Fixed Maturity Plans are not the regular Mutual Funds and have certain distinct features. Continue reading to understand the various features of Fixed Maturity Plans.
The tenure of a Fixed Maturity Plan is pre-decided and disclosed before opening the fund. Investors can choose the plan if the tenure suits their investment needs. Once the Fixed Maturity Plan is closed, the money cannot be withdrawn and neither can more money be invested in the plan. Thus, it is very important to know the tenure of the fixed maturity plan before investing in it.
A fixed maturity plan is close-ended in nature, which means that the option to invest is available to investors only when the fund is announced and during the initial offer period. After closing of the fund, no further investments can be made, and the money can be redeemed only after completion of the fixed tenure. It is difficult to withdraw or close the fund in between, but an investor who holds the units of the plan in the form of Demat units can sell them on the stock exchange where fixed maturity units are transacted and move away from the fund.
The interest rate declared on a fixed maturity plan is not impacted by market fluctuations as the money is invested in debt instruments.
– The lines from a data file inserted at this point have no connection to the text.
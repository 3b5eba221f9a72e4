//! Domain-level error type.
//!
//! Transport agnostic: the HTTP adapter maps these into status codes and a
//! rendered error page.

/// Stable machine-readable error code describing the failure category.
#[derive(Debug, Clone, Copy, PartialEq, Eq, Hash)]
#[non_exhaustive]
pub enum ErrorCode {
    /// The request is malformed or fails validation.
    InvalidRequest,
    /// The requested resource does not exist.
    NotFound,
    /// An unexpected error occurred inside the domain.
    InternalError,
}

/// Domain error payload.
///
/// ## Invariants
/// - `message` must be non-empty once trimmed of whitespace.
///
/// # Examples
/// ```
/// use backend::domain::{Error, ErrorCode};
///
/// let err = Error::not_found("missing");
/// assert_eq!(err.code(), ErrorCode::NotFound);
/// ```
#[derive(Debug, Clone, PartialEq, Eq)]
pub struct Error {
    code: ErrorCode,
    message: String,
}

/// Validation errors emitted by the constructors.
#[derive(Debug, Clone, PartialEq, Eq)]
pub enum ErrorValidationError {
    EmptyMessage,
}

impl std::fmt::Display for ErrorValidationError {
    fn fmt(&self, f: &mut std::fmt::Formatter<'_>) -> std::fmt::Result {
        match self {
            Self::EmptyMessage => write!(f, "error message must not be empty"),
        }
    }
}

impl std::error::Error for ErrorValidationError {}

impl Error {
    /// Create a new error, panicking if validation fails.
    pub fn new(code: ErrorCode, message: impl Into<String>) -> Self {
        match Self::try_new(code, message) {
            Ok(value) => value,
            Err(err) => panic!("error messages must satisfy validation: {err}"),
        }
    }

    /// Fallible constructor that validates the message content.
    pub fn try_new(
        code: ErrorCode,
        message: impl Into<String>,
    ) -> Result<Self, ErrorValidationError> {
        let message = message.into();
        if message.trim().is_empty() {
            return Err(ErrorValidationError::EmptyMessage);
        }
        Ok(Self { code, message })
    }

    /// Stable machine-readable error code.
    pub fn code(&self) -> ErrorCode {
        self.code
    }

    /// Human-readable message returned to adapters.
    pub fn message(&self) -> &str {
        self.message.as_str()
    }

    /// Convenience constructor for [`ErrorCode::InvalidRequest`].
    pub fn invalid_request(message: impl Into<String>) -> Self {
        Self::new(ErrorCode::InvalidRequest, message)
    }

    /// Convenience constructor for [`ErrorCode::NotFound`].
    pub fn not_found(message: impl Into<String>) -> Self {
        Self::new(ErrorCode::NotFound, message)
    }

    /// Convenience constructor for [`ErrorCode::InternalError`].
    pub fn internal(message: impl Into<String>) -> Self {
        Self::new(ErrorCode::InternalError, message)
    }
}

impl std::fmt::Display for Error {
    fn fmt(&self, f: &mut std::fmt::Formatter<'_>) -> std::fmt::Result {
        write!(f, "{}", self.message)
    }
}

impl std::error::Error for Error {}
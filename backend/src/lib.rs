//! Backend library modules.

pub mod domain;
pub mod inbound;
pub mod middleware;
pub mod outbound;

/// Method-override middleware re-exported for server wiring.
pub use middleware::method_override::MethodOverride;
Also, the interest rate is declared at the initiation of the fund. This helps the investors to calculate their actual total return on investment at the end of the fixed tenure and can invest accordingly.
A fixed maturity plan scheme invests in debt instruments like bonds, Commercial papers, T-Bills, government-issued securities etc. The maturity of the plan is in accordance with the maturity of the debt products. As the plan invests in debt instruments, it is unaffected by market ups and downs and earns a constant rate of return on its investments.
One of the major advantages of investing in a fixed maturity plan is that when the plan is for a tenure longer than one year, the investors of fixed maturity plan can reap the benefits of indexation. They can use indexation as a tool against inflation to reduce their tax liability.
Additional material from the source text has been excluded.